In 2019, the city agreed to sell the 150-acre stadium site for $ 320 million, with $ 124 million of that amount credited to Moreno so that it would build affordable housing on the property. The state housing agency said the city violated California’s Affordable Housing Act by not offering the property to housing developers first.
Under the settlement, called a bound judgment, the city would pay $ 96 million – the amount that could be fined – into a fund to build affordable housing in other parts of the city. Moreno agreed to return $ 96 million of those credits – in cash – and in exchange for the city it exempted him from building four affordable housing units out of five proposals.
Last week the California Department of Housing and Community Development (HCD) told the Times that the revised agreement between the city and the state – called the Arrangement and Development Agreement (DDA) – is expected to be rejected by the council. municipal.
“As we have stated repeatedly, the settlement between the City of Anaheim and SRB violated the Surplus Land Act.

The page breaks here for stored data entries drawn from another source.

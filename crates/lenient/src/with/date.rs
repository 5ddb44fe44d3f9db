//! Fixed-format date field adapters.
//!
//! These are the contractual fields: a parse failure is a schema violation
//! and fails the enclosing record decode.

/// Decodes a `yyyy-MM-dd` calendar date. Fails hard on malformed text.
pub mod date_ymd {
    use chrono::NaiveDate;
    use serde::{de, Deserialize, Deserializer, Serializer};

    use crate::date;

    pub fn deserialize<'de, D>(deserializer: D) -> Result<NaiveDate, D::Error>
    where
        D: Deserializer<'de>,
    {
        let text = String::deserialize(deserializer)?;
        date::parse_ymd(&text).map_err(de::Error::custom)
    }

    pub fn serialize<S>(value: &NaiveDate, serializer: S) -> Result<S::Ok, S::Error>
    where
        S: Serializer,
    {
        serializer.serialize_str(&value.format(date::YMD_FORMAT).to_string())
    }
}

/// Decodes an RFC 3339 date-time into a UTC instant. Fails hard on
/// malformed text.
pub mod date_time_utc {
    use chrono::{DateTime, Utc};
    use serde::{de, Deserialize, Deserializer, Serializer};

    use crate::date;

    pub fn deserialize<'de, D>(deserializer: D) -> Result<DateTime<Utc>, D::Error>
    where
        D: Deserializer<'de>,
    {
        let text = String::deserialize(deserializer)?;
        date::parse_instant(&text).map_err(de::Error::custom)
    }

    pub fn serialize<S>(value: &DateTime<Utc>, serializer: S) -> Result<S::Ok, S::Error>
    where
        S: Serializer,
    {
        serializer.serialize_str(&value.format(date::INSTANT_FORMAT).to_string())
    }
}
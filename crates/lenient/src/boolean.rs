//! Loose boolean coercion.

use crate::raw::RawValue;

const TRUE_WORDS: [&str; 3] = ["true", "yes", "1"];

/// Read a boolean out of whatever shape the upstream sent.
///
/// Integers are truthy when non-zero; text is truthy only for `"true"`,
/// `"yes"` and `"1"` (case-insensitive, surrounding whitespace ignored).
/// Every other shape, including a missing value, reads as `false`.
pub fn loose_bool(raw: &RawValue) -> bool {
    match raw {
        RawValue::Boolean(b) => *b,
        RawValue::Integer(n) => *n != 0,
        RawValue::Text(s) => {
            let word = s.trim().to_ascii_lowercase();
            TRUE_WORDS.contains(&word.as_str())
        }
        _ => false,
    }
}

/// Encode counterpart of [`loose_bool`]: always emits a plain boolean.
pub fn encode_loose_bool(value: bool) -> RawValue {
    RawValue::Boolean(value)
}
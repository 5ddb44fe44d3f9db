//! Raw wire-value union.

use serde::{Deserialize, Deserializer, Serialize, Serializer};
use serde_json::{Number, Value};

/// A loosely-typed value as it arrived on the wire.
///
/// Every JSON shape maps onto exactly one variant, so a shape mismatch is a
/// first-class value rather than a decode error. `Mapping` captures the
/// object-of-integers shape some APIs use to wrap a scalar; everything that
/// no coercion accepts lands in `Other`.
#[derive(Debug, Clone, PartialEq)]
pub enum RawValue {
    /// The field was missing, or was JSON `null`.
    Absent,
    Boolean(bool),
    Integer(i64),
    Float(f64),
    Text(String),
    /// An object whose values are all integers, key order preserved.
    Mapping(Vec<(String, i64)>),
    /// Any other JSON shape (arrays, heterogeneous objects).
    Other(Value),
}

impl RawValue {
    /// Classify a JSON value into the union.
    pub fn from_json(value: Value) -> Self {
        match value {
            Value::Null => RawValue::Absent,
            Value::Bool(b) => RawValue::Boolean(b),
            Value::Number(n) => match (n.as_i64(), n.as_f64()) {
                (Some(i), _) => RawValue::Integer(i),
                (None, Some(f)) => RawValue::Float(f),
                (None, None) => RawValue::Other(Value::Number(n)),
            },
            Value::String(s) => RawValue::Text(s),
            Value::Object(map) => {
                let mut entries = Vec::with_capacity(map.len());
                for (key, val) in &map {
                    match val.as_i64() {
                        Some(i) => entries.push((key.clone(), i)),
                        None => {
                            entries.clear();
                            break;
                        }
                    }
                }
                if entries.is_empty() {
                    RawValue::Other(Value::Object(map))
                } else {
                    RawValue::Mapping(entries)
                }
            }
            other => RawValue::Other(other),
        }
    }

    /// Render the value back as JSON. `Absent` renders as `null`.
    pub fn to_json(&self) -> Value {
        match self {
            RawValue::Absent => Value::Null,
            RawValue::Boolean(b) => Value::Bool(*b),
            RawValue::Integer(i) => Value::Number(Number::from(*i)),
            RawValue::Float(f) => match Number::from_f64(*f) {
                Some(n) => Value::Number(n),
                None => Value::Null,
            },
            RawValue::Text(s) => Value::String(s.clone()),
            RawValue::Mapping(entries) => {
                let mut map = serde_json::Map::with_capacity(entries.len());
                for (key, val) in entries {
                    map.insert(key.clone(), Value::Number(Number::from(*val)));
                }
                Value::Object(map)
            }
            RawValue::Other(v) => v.clone(),
        }
    }

    pub fn is_absent(&self) -> bool {
        matches!(self, RawValue::Absent)
    }

    pub fn as_integer(&self) -> Option<i64> {
        match self {
            RawValue::Integer(i) => Some(*i),
            _ => None,
        }
    }

    pub fn as_text(&self) -> Option<&str> {
        match self {
            RawValue::Text(s) => Some(s),
            _ => None,
        }
    }
}

impl<'de> Deserialize<'de> for RawValue {
    fn deserialize<D>(deserializer: D) -> Result<Self, D::Error>
    where
        D: Deserializer<'de>,
    {
        let value = Value::deserialize(deserializer)?;
        Ok(RawValue::from_json(value))
    }
}

impl Serialize for RawValue {
    fn serialize<S>(&self, serializer: S) -> Result<S::Ok, S::Error>
    where
        S: Serializer,
    {
        self.to_json().serialize(serializer)
    }
}
//! Record-level decoding through the serde adapters.

use chrono::{DateTime, NaiveDate, Utc};
use serde::{Deserialize, Deserializer};
use serde_json::json;

use wirefold_lenient::{decode_defaulted, with, CaseSet, DefaultPolicy, FromRaw, RawValue};

#[derive(Debug, Clone, Copy, PartialEq, Eq)]
enum Tier {
    Free,
    Plus,
    Unknown,
}

impl CaseSet for Tier {
    fn cases() -> &'static [Self] {
        &[Tier::Free, Tier::Plus, Tier::Unknown]
    }
}

impl FromRaw for Tier {
    fn from_raw(raw: &RawValue) -> Option<Self> {
        match raw.as_text()? {
            "free" => Some(Tier::Free),
            "plus" => Some(Tier::Plus),
            _ => None,
        }
    }
}

fn unknown_tier() -> Tier {
    Tier::Unknown
}

fn tier_or_unknown<'de, D>(deserializer: D) -> Result<Tier, D::Error>
where
    D: Deserializer<'de>,
{
    let raw = RawValue::deserialize(deserializer)?;
    Ok(decode_defaulted(&raw, &DefaultPolicy::last_case()))
}

#[derive(Debug, Deserialize)]
struct Member {
    id: i64,
    #[serde(default, with = "with::loose_bool")]
    verified: bool,
    #[serde(default, with = "with::loose_bool_opt")]
    promoted: Option<bool>,
    #[serde(default = "Utc::now", with = "with::epoch_seconds")]
    created_at: DateTime<Utc>,
    #[serde(default, with = "with::epoch_seconds_opt")]
    deleted_at: Option<DateTime<Utc>>,
    #[serde(with = "with::date_ymd")]
    birthday: NaiveDate,
    #[serde(default = "unknown_tier", deserialize_with = "tier_or_unknown")]
    tier: Tier,
}

fn instant(secs: i64) -> DateTime<Utc> {
    DateTime::from_timestamp(secs, 0).expect("valid instant")
}

#[test]
fn clean_record_decodes_as_written() {
    let member: Member = serde_json::from_value(json!({
        "id": 11,
        "verified": true,
        "promoted": false,
        "created_at": 1_700_000_000,
        "deleted_at": 1_700_000_100,
        "birthday": "1990-06-15",
        "tier": "plus",
    }))
    .expect("clean record");
    assert_eq!(member.id, 11);
    assert!(member.verified);
    assert_eq!(member.promoted, Some(false));
    assert_eq!(member.created_at, instant(1_700_000_000));
    assert_eq!(member.deleted_at, Some(instant(1_700_000_100)));
    assert_eq!(
        member.birthday,
        NaiveDate::from_ymd_opt(1990, 6, 15).expect("valid date")
    );
    assert_eq!(member.tier, Tier::Plus);
}

#[test]
fn drifted_record_decodes_with_tolerance() {
    let member: Member = serde_json::from_value(json!({
        "id": 12,
        "verified": "YES",
        "created_at": 1_700_000_000_000i64,
        "deleted_at": "pending",
        "birthday": "1990-06-15",
        "tier": "gold",
    }))
    .expect("drifted record still decodes");
    assert!(member.verified);
    assert_eq!(member.promoted, None, "missing optional stays None");
    assert_eq!(member.created_at, instant(1_700_000_000), "millis reduced");
    assert_eq!(member.deleted_at, None, "mismatched optional stays None");
    assert_eq!(member.tier, Tier::Unknown, "unknown case falls back");
}

#[test]
fn wrapped_timestamp_decodes_like_bare_integer() {
    let member: Member = serde_json::from_value(json!({
        "id": 13,
        "created_at": {"value": 1_700_000_000_000i64},
        "birthday": "2001-01-01",
    }))
    .expect("wrapped timestamp");
    assert_eq!(member.created_at, instant(1_700_000_000));
}

#[test]
fn missing_timestamp_defaults_to_decode_time() {
    let before = Utc::now();
    let member: Member = serde_json::from_value(json!({
        "id": 14,
        "birthday": "2001-01-01",
    }))
    .expect("missing timestamp");
    assert!(member.created_at >= before);
}

#[test]
fn malformed_birthday_fails_the_record() {
    let result: Result<Member, _> = serde_json::from_value(json!({
        "id": 15,
        "birthday": "1990-06-31",
    }));
    assert!(result.is_err(), "fixed-format violation must propagate");
}

#[test]
fn missing_birthday_fails_the_record() {
    let result: Result<Member, _> = serde_json::from_value(json!({"id": 16}));
    assert!(result.is_err(), "contractual field has no default");
}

We extorted the maximum penalty and additional commitments for affordable housing for this violation,” Megan Kirkeby, HCD Deputy Director of Development. housing policies, he told the Times in a statement.
“The revised DDA is proof that the city and the SRB do not take our enforcement and affordable housing seriously. HCD will exercise everything in our power to hold them accountable.
“It is difficult to see how the DDA aligns with the stipulated ruling. We encourage the city council to reject the revision of the DDA. “
In his letter, Abshez said SRB is willing to move forward with or without the revised DDA.
The revised DDA is the city’s way of enforcing the ruling with the state and resolving what HCD has claimed was a violation of the Affordable Housing Act.
It is unclear how HCD or the Attorney General would respond if the city council rejected the revised DDA and proceeded to the sale, which would essentially nullify the deal and challenge the state to another showdown on the Affordable Housing Act. The city said it has reached an agreement to avoid litigation that would consume time and money, not as an admission of wrongdoing.
In his letter, Abshez stated that the original DDA “was the result of honest long-distance negotiation with city staff and their advisors.”
In the affidavit revealed on Monday, FBI Special Agent Brian Adkins wrote that he found probable reason to believe Sidhu had shared inside information about the sale talks with the Angels – while the city was negotiating against the team – “with the expectation of. receive a considerable contribution to his re-election campaign from an important representative of the Angels ”.
In the affidavit, there is no evidence of wrongdoing by anyone associated with the Angels and no evidence that Sidhu made the million-dollar solicitation he proposed.
Abshez noted that the proposed sale meets the priorities set by Anaheim prior to the start of negotiations, including the development of housing, parks and property tax-generating businesses; to charge SRB the entire cost of running the stadium and of renovating or replacing; and keep the Angels in Anaheim for decades.
Abshez wrote: “In conclusion, SRB Management and Angels Baseball have acted in good faith, have participated in a long and thorough public review and hearing process and believe that the benefits of the transaction and the merits of its completion are manifest.”